**AIM OF THE EXERCISE**. Determine the number of lines in the listing that include the string "backups"; the reply consists of that number only.

################

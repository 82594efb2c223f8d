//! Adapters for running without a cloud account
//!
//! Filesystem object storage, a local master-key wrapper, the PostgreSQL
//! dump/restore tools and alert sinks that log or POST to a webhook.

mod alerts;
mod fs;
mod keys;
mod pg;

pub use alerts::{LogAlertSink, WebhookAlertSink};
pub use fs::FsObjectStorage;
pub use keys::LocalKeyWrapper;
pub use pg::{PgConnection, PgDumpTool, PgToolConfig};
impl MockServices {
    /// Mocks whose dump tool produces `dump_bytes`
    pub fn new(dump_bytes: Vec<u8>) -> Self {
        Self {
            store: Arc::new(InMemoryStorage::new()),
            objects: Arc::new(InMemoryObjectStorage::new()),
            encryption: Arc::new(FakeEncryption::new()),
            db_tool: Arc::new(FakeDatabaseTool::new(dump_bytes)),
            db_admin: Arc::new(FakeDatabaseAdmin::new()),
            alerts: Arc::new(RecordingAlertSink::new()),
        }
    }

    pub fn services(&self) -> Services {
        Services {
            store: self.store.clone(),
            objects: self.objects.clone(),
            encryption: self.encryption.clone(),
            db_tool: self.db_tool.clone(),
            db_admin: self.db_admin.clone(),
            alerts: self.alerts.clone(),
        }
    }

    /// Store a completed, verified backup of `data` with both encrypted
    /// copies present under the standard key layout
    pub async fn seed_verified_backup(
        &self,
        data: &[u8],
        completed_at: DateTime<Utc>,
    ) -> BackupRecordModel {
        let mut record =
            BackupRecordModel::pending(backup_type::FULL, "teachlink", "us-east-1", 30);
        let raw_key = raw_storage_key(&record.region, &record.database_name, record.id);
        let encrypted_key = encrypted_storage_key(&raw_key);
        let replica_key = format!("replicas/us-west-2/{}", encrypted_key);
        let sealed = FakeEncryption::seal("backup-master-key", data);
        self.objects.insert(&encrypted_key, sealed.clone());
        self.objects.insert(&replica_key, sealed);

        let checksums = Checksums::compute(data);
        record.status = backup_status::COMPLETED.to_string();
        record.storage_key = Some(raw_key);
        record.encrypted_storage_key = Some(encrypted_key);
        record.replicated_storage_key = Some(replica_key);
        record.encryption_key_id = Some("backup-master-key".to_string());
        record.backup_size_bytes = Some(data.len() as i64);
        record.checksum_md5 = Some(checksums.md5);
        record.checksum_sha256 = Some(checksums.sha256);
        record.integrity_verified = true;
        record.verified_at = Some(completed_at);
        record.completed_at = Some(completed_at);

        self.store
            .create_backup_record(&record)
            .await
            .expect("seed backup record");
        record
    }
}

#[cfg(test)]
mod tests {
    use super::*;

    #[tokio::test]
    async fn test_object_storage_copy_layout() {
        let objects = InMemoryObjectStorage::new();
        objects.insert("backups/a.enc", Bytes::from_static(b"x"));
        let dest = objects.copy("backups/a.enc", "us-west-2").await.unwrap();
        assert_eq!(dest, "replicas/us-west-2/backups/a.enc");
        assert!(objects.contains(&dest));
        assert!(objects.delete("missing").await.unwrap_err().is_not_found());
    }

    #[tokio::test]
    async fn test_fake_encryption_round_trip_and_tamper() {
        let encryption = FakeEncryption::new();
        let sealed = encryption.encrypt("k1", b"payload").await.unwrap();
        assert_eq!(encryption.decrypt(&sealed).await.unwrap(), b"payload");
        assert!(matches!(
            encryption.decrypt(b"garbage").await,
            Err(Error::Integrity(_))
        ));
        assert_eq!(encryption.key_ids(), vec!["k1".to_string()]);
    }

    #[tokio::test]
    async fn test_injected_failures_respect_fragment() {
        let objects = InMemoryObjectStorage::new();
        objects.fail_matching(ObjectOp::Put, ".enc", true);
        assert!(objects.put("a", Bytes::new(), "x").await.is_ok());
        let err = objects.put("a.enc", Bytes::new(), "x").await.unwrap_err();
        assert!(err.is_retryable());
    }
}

################

**WRITTEN RESPONSE**. 3